Provisoriamente na presidência do Supremo Tribunal Federal (STF) durante o recesso, o ministro Luiz Fux suspendeu ontem a aplicação da regra do juiz de garantias, prevista na Lei Anticrime aprovada pelo Congresso e sancionada pelo presidente Jair Bolsonaro. Fux revogou a decisão do presidente da Corte, Dias Toffoli, que na semana passada deu prazo de seis meses para a norma entrar em vigor. Agora, não há mais prazo. A decisão recebeu elogio do ministro da Justiça, Sergio Moro, e crítica do presidente da Câmara, Rodrigo Maia, que a considerou “desrespeitosa” a Toffoli e ao Parlamento.

A liminar tem duração até o plenário do tribunal julgar o caso, o que não tem previsão para acontecer e depende de Fux, relator do caso. Na decisão, o ministro ressaltou que a liminar “não interfere nem suspende os inquéritos e os processos em curso na presente data”.

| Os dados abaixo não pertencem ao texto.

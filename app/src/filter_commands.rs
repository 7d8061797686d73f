//! FILENAME: app/src/filter_commands.rs
// PURPOSE: Column filters and the paginated filtered view.
// CONTEXT: The filtered view is recomputed from the present dataset on every
// call; any command that changes the filtered sequence resets pagination.

use crate::api_types::{FilterOptionsResult, TableViewResult};
use crate::AppState;
use engine::{
    apply_selection, filterable_columns, page_count, page_slice, Dataset, Value,
    DEFAULT_PAGE_SIZE,
};

/// The present cleaned dataset, if a run has completed.
fn present_dataset(state: &AppState) -> Option<Dataset> {
    state
        .history
        .lock()
        .unwrap()
        .as_ref()
        .map(|history| history.present().cleaned.clone())
}

/// The filtered view of the present dataset (base dataset when no filter is
/// active). `None` before the first cleaning run.
pub fn filtered_view(state: &AppState) -> Option<Dataset> {
    let dataset = present_dataset(state)?;
    let filters = state.filters.lock().unwrap().clone();
    Some(apply_selection(&dataset, &filters))
}

/// Columns offered as filters, each with its sorted distinct-value domain.
/// Before the first run this degrades to an empty list.
pub fn filter_options(state: &AppState) -> FilterOptionsResult {
    let columns = match present_dataset(state) {
        Some(dataset) => filterable_columns(&dataset),
        None => Vec::new(),
    };
    FilterOptionsResult {
        success: true,
        columns,
    }
}

/// Replace the selected value set for one column. An empty list clears the
/// constraint. The filtered sequence changed, so pagination resets.
pub fn set_column_filter(state: &AppState, column: String, values: Vec<Value>) -> TableViewResult {
    if present_dataset(state).is_none() {
        return empty_view(Some("no cleaning run to filter".to_string()));
    }
    state.filters.lock().unwrap().set_column(column, values);
    state.pager.lock().unwrap().reset();
    current_view(state)
}

/// Drop every filter and show the base dataset from page 0.
pub fn clear_filters(state: &AppState) -> TableViewResult {
    state.filters.lock().unwrap().clear();
    state.pager.lock().unwrap().reset();
    current_view(state)
}

/// One page of the filtered view; `page` jumps there (clamped) first.
pub fn table_view(state: &AppState, page: Option<usize>) -> TableViewResult {
    if let (Some(page), Some(view)) = (page, filtered_view(state)) {
        state.pager.lock().unwrap().goto(page, view.len());
    }
    current_view(state)
}

pub fn next_page(state: &AppState) -> TableViewResult {
    if let Some(view) = filtered_view(state) {
        state.pager.lock().unwrap().next(view.len());
    }
    current_view(state)
}

pub fn previous_page(state: &AppState) -> TableViewResult {
    state.pager.lock().unwrap().previous();
    current_view(state)
}

fn current_view(state: &AppState) -> TableViewResult {
    let view = match filtered_view(state) {
        Some(view) => view,
        None => return empty_view(None),
    };

    let mut pager = state.pager.lock().unwrap();
    // The sequence may have shrunk since the pager last moved.
    pager.clamp(view.len());
    let rows = page_slice(&view.records, pager.page(), pager.page_size()).to_vec();

    TableViewResult {
        success: true,
        error: None,
        columns: view.columns.clone(),
        rows,
        page_index: pager.page(),
        page_count: page_count(view.len(), pager.page_size()),
        page_size: pager.page_size(),
        total_rows: view.len(),
    }
}

fn empty_view(error: Option<String>) -> TableViewResult {
    TableViewResult {
        success: error.is_none(),
        error,
        columns: Vec::new(),
        rows: Vec::new(),
        page_index: 0,
        page_count: 0,
        page_size: DEFAULT_PAGE_SIZE,
        total_rows: 0,
    }
}
//! FILENAME: tests/test_assistant.rs
//! Decoding tests for the cleaning/charting service responses. These are
//! pure: no network is involved.

use app_lib::{parse_chart_response, parse_cleaning_response, AssistantError, ChartType};
use engine::Value;

const CLEANING_REPLY: &str = r#"{
    "cleanedData": [
        {"id": 1, "val": "a"},
        {"id": 3, "val": "b"}
    ],
    "changeLog": {
        "summary": "Removed 1 row",
        "removedRows": [
            {"originalRow": {"id": 2, "val": ""}, "reason": "missing value in val"}
        ]
    }
}"#;

// ============================================================================
// CLEANING RESPONSES
// ============================================================================

#[test]
fn test_wellformed_cleaning_reply_decodes() {
    let outcome = parse_cleaning_response(CLEANING_REPLY).unwrap();

    assert_eq!(outcome.cleaned.columns, vec!["id", "val"]);
    assert_eq!(outcome.cleaned.len(), 2);
    assert_eq!(outcome.summary, "Removed 1 row");
    assert_eq!(outcome.removed.len(), 1);

    let (row, reason) = &outcome.removed[0];
    assert_eq!(row.get("id"), Some(&Value::Number(2.0)));
    assert_eq!(reason, "missing value in val");
}

#[test]
fn test_code_fenced_reply_decodes() {
    let fenced = format!("```json\n{}\n```", CLEANING_REPLY);
    let outcome = parse_cleaning_response(&fenced).unwrap();
    assert_eq!(outcome.cleaned.len(), 2);
}

#[test]
fn test_empty_cleaned_data_is_an_empty_dataset() {
    let reply = r#"{
        "cleanedData": [],
        "changeLog": {
            "summary": "Everything was junk",
            "removedRows": [
                {"originalRow": {"id": 1}, "reason": "junk"}
            ]
        }
    }"#;
    let outcome = parse_cleaning_response(reply).unwrap();
    assert!(outcome.cleaned.is_empty());
    assert_eq!(outcome.removed.len(), 1);
}

#[test]
fn test_non_json_reply_is_a_descriptive_failure() {
    let err = parse_cleaning_response("Sure! I cleaned your data.").unwrap_err();
    assert!(matches!(err, AssistantError::Malformed(_)));
    assert!(err.to_string().contains("could not be interpreted"));
}

#[test]
fn test_missing_change_log_is_rejected() {
    let err = parse_cleaning_response(r#"{"cleanedData": [{"a": 1}]}"#).unwrap_err();
    assert!(matches!(err, AssistantError::Malformed(_)));
}

#[test]
fn test_cleaned_data_must_be_an_array_of_objects() {
    let reply = r#"{
        "cleanedData": {"a": 1},
        "changeLog": {"summary": "s", "removedRows": []}
    }"#;
    let err = parse_cleaning_response(reply).unwrap_err();
    assert!(err.to_string().contains("cleanedData"));
}

#[test]
fn test_null_cells_in_cleaned_data_become_missing_values() {
    let reply = r#"{
        "cleanedData": [{"a": 1, "b": null}],
        "changeLog": {"summary": "s", "removedRows": []}
    }"#;
    let outcome = parse_cleaning_response(reply).unwrap();
    assert!(outcome.cleaned.columns.iter().any(|c| c == "b"));
    assert!(outcome.cleaned.records[0].get("b").is_none());
}

// ============================================================================
// CHART RESPONSES
// ============================================================================

#[test]
fn test_wellformed_chart_reply_decodes() {
    let reply = r#"[
        {
            "title": "Sales by region",
            "chartType": "bar",
            "dataKey": "region",
            "valueKeys": ["sales", "quantity"],
            "description": "Total sales per region"
        },
        {
            "title": "Sales share",
            "chartType": "pie",
            "dataKey": "region",
            "valueKeys": ["sales"]
        }
    ]"#;
    let charts = parse_chart_response(reply).unwrap();

    assert_eq!(charts.len(), 2);
    assert_eq!(charts[0].chart_type, ChartType::Bar);
    assert_eq!(charts[0].value_keys, vec!["sales", "quantity"]);
    // description is optional in the reply; it defaults to empty.
    assert_eq!(charts[1].description, "");
}

#[test]
fn test_unknown_chart_type_is_rejected() {
    let reply = r#"[{"title": "t", "chartType": "sunburst", "dataKey": "a", "valueKeys": []}]"#;
    let err = parse_chart_response(reply).unwrap_err();
    assert!(matches!(err, AssistantError::Malformed(_)));
}

#[test]
fn test_chart_reply_must_be_an_array() {
    let err = parse_chart_response(r#"{"title": "t"}"#).unwrap_err();
    assert!(matches!(err, AssistantError::Malformed(_)));
}
//! FILENAME: app/src/upload_commands.rs
// PURPOSE: File upload and session reset.

use crate::api_types::{StepResult, UploadResult};
use crate::wizard::WizardStep;
use crate::{log_info, log_warn, AppState};

/// Ingest an uploaded file. On success the normalized delimited text is
/// stored and the wizard moves to the Clean step. Rejected files leave the
/// session untouched.
pub fn upload_file(state: &AppState, file_name: &str, bytes: &[u8]) -> UploadResult {
    let step = *state.step.lock().unwrap();
    if step != WizardStep::Upload {
        return UploadResult {
            success: false,
            error: Some(
                "a dataset is already loaded; reset the session to upload a new file".to_string(),
            ),
            file_name: None,
            row_count: 0,
            step,
        };
    }

    match ingest::normalize_upload(file_name, bytes) {
        Ok(text) => {
            let row_count = text.lines().count().saturating_sub(1);
            *state.raw_text.lock().unwrap() = Some(text);
            *state.file_name.lock().unwrap() = Some(file_name.to_string());
            *state.step.lock().unwrap() = WizardStep::Clean;
            log_info!("UPLOAD", "accepted {} ({} data rows)", file_name, row_count);
            UploadResult {
                success: true,
                error: None,
                file_name: Some(file_name.to_string()),
                row_count,
                step: WizardStep::Clean,
            }
        }
        Err(err) => {
            log_warn!("UPLOAD", "rejected {}: {}", file_name, err);
            UploadResult {
                success: false,
                error: Some(err.to_string()),
                file_name: None,
                row_count: 0,
                step,
            }
        }
    }
}

/// Return to the Upload step, discarding the whole session.
pub fn reset_session(state: &AppState) -> StepResult {
    *state.step.lock().unwrap() = WizardStep::Upload;
    *state.file_name.lock().unwrap() = None;
    *state.raw_text.lock().unwrap() = None;
    *state.run_id.lock().unwrap() = None;
    *state.summary.lock().unwrap() = None;
    *state.completed_at.lock().unwrap() = None;
    *state.history.lock().unwrap() = None;
    state.filters.lock().unwrap().clear();
    state.pager.lock().unwrap().reset();
    state.charts.lock().unwrap().clear();
    *state.cleaning_busy.lock().unwrap() = false;
    *state.dashboard_busy.lock().unwrap() = false;
    log_info!("SYS", "session reset");
    StepResult {
        success: true,
        error: None,
        step: WizardStep::Upload,
    }
}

Fux também suspendeu outros trechos da lei que não tinham sido alvo da decisão de Toffoli. Um deles obriga membros do Ministério Público a informar ao juiz de garantias todo o inquérito ou investigação instaurada. Também foi suspenso o artigo que autoriza o juiz de garantias a determinar de ofício — ou seja, sem pedido da acusação ou da defesa —o arquivamento de uma investigação. A liminar também atingiu o sistema de rodízios de juízes de garantias previsto para locais onde há apenas um magistrado.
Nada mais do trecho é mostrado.